First up, Jupiter, with Callisto to the left, Ganymede and Europa to the right, and Io in front, casting a shadow.

Next, comet Schwassmann-Wachmann 3, fragment C, I think. Good news/bad news - it is breaking-up, which makes it interesting to look at, but dimmer than expected.

Next, M57 - my first photo of the Ring Nebula. At mag 9.5, I wasn't sure I'd be able to get it, but it is relatively consistent brightness, so it came out ok. That's as opposed to a galaxy that may be listed at mag 8, but that would just be the core - the arms of galaxies are much dimmer.

Unfortunately, I have some trees behind my place that obscure everything below about 45 degrees, and the inclination of the ecliptic sends planets behind my roof.
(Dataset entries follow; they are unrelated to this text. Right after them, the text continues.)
//! `Content-Disposition` filename extraction for downloads.

use std::borrow::Cow;

use percent_encoding::percent_decode_str;

use super::types::DEFAULT_DOWNLOAD_FILENAME;

/// Extracts a download filename from a `Content-Disposition` header value.
///
/// `filename*=` (RFC 5987, percent-encoded) wins over `filename=`. Quoted and bare values are
/// accepted. Directory components are stripped; an absent or empty result yields `None`.
pub fn parse_content_disposition_filename(header: &str) -> Option<String> {
    let mut plain = None;
    let mut extended = None;

    for param in split_params(header).into_iter().skip(1) {
        let Some((key, value)) = param.split_once('=') else {
            continue;
        };
        let value = value.trim();
        match key.trim().to_ascii_lowercase().as_str() {
            "filename*" => extended = decode_extended_value(value),
            "filename" => plain = Some(unquote(value)),
            _ => {}
        }
    }

    extended
        .or(plain)
        .map(|name| strip_directories(&name).to_string())
        .filter(|name| !name.is_empty())
}

/// Returns the filename from an optional header, falling back to [`DEFAULT_DOWNLOAD_FILENAME`].
pub fn download_filename(header: Option<&str>) -> String {
    header
        .and_then(parse_content_disposition_filename)
        .unwrap_or_else(|| DEFAULT_DOWNLOAD_FILENAME.to_string())
}

// Splits on `;` outside quoted strings so quoted values may contain separators.
fn split_params(header: &str) -> Vec<&str> {
    let mut params = Vec::new();
    let mut start = 0;
    let mut quoted = false;
    let mut escaped = false;
    for (idx, ch) in header.char_indices() {
        match ch {
            _ if escaped => escaped = false,
            '\\' if quoted => escaped = true,
            '"' => quoted = !quoted,
            ';' if !quoted => {
                params.push(&header[start..idx]);
                start = idx + 1;
            }
            _ => {}
        }
    }
    params.push(&header[start..]);
    params
}

fn unquote(value: &str) -> String {
    let Some(inner) = value
        .strip_prefix('"')
        .and_then(|rest| rest.strip_suffix('"'))
    else {
        return value.to_string();
    };
    let mut out = String::with_capacity(inner.len());
    let mut chars = inner.chars();
    while let Some(ch) = chars.next() {
        if ch == '\\' {
            if let Some(escaped) = chars.next() {
                out.push(escaped);
            }
        } else {
            out.push(ch);
        }
    }
    out
}

// charset'language'percent-encoded-value
fn decode_extended_value(value: &str) -> Option<String> {
    let mut parts = value.splitn(3, '\'');
    let charset = parts.next()?;
    let _language = parts.next()?;
    let encoded = parts.next()?;
    if !charset.eq_ignore_ascii_case("utf-8") {
        return None;
    }
    percent_decode(encoded)
}

fn percent_decode(encoded: &str) -> Option<String> {
    percent_decode_str(encoded)
        .decode_utf8()
        .ok()
        .map(Cow::into_owned)
}

fn strip_directories(name: &str) -> &str {
    name.rsplit(['/', '\\']).next().unwrap_or(name).trim()
}
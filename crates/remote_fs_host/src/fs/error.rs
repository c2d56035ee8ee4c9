//! Error taxonomy for remote filesystem operations.

use serde::{Deserialize, Serialize};
use thiserror::Error;

#[derive(Debug, Clone, Copy, PartialEq, Eq, Hash, Serialize, Deserialize)]
#[serde(rename_all = "kebab-case")]
/// Discriminant of a [`RemoteFsError`] without its message.
pub enum ErrorKind {
    /// The entry does not exist (or no longer exists).
    NotFound,
    /// Access was denied for the authenticated user.
    Unauthorized,
    /// The server rejected a duplicate name.
    Conflict,
    /// The request was malformed or rejected as invalid.
    Invalid,
    /// No HTTP response was received.
    NetworkError,
    /// The server failed or answered with an unusable response.
    ServerError,
}

#[derive(Debug, Error, Clone, PartialEq, Eq)]
/// Typed failure of a single remote filesystem operation.
///
/// An operation reporting any of these errors must be treated as not applied.
pub enum RemoteFsError {
    /// The entry does not exist.
    #[error("not found: {0}")]
    NotFound(String),
    /// Access was denied.
    #[error("unauthorized: {0}")]
    Unauthorized(String),
    /// Duplicate name rejected by the server.
    #[error("conflict: {0}")]
    Conflict(String),
    /// Malformed request or name.
    #[error("invalid request: {0}")]
    Invalid(String),
    /// Transport failure before a response was received.
    #[error("network error: {0}")]
    Network(String),
    /// Server failure or malformed server response.
    #[error("server error: {0}")]
    Server(String),
}

impl RemoteFsError {
    /// Returns the error discriminant.
    pub fn kind(&self) -> ErrorKind {
        match self {
            Self::NotFound(_) => ErrorKind::NotFound,
            Self::Unauthorized(_) => ErrorKind::Unauthorized,
            Self::Conflict(_) => ErrorKind::Conflict,
            Self::Invalid(_) => ErrorKind::Invalid,
            Self::Network(_) => ErrorKind::NetworkError,
            Self::Server(_) => ErrorKind::ServerError,
        }
    }

    /// Returns the human-readable message carried by the error.
    pub fn message(&self) -> &str {
        match self {
            Self::NotFound(msg)
            | Self::Unauthorized(msg)
            | Self::Conflict(msg)
            | Self::Invalid(msg)
            | Self::Network(msg)
            | Self::Server(msg) => msg,
        }
    }

    /// Maps a non-success HTTP status and its plain-text body to a typed error.
    pub fn from_status(status: u16, body: &str) -> Self {
        let message = match body.trim() {
            "" => format!("HTTP {status}"),
            text => text.to_string(),
        };
        match status {
            401 | 403 => Self::Unauthorized(message),
            404 | 410 => Self::NotFound(message),
            409 => Self::Conflict(message),
            400..=499 => Self::Invalid(message),
            _ => Self::Server(message),
        }
    }
}

/// Result alias for remote filesystem operations.
pub type RemoteFsResult<T> = Result<T, RemoteFsError>;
But setting up on my deck is a lot better than setting up on my driveway - I don't have to watch it (heck, I can leave it and go to bed!).

I'm still itching for a new telescope. At 15 second exposures, only about half of the photos are useable and at 30 seconds, only about a quarter of them. Its this nagging tracking bug I can't seem to shake. Plus, the focal ratio is so slow you can't get too much out of it. With a faster scope and more consistent tracking, there is a lot I could see from here with just 30sec or 1 min exposures.

Still processing more...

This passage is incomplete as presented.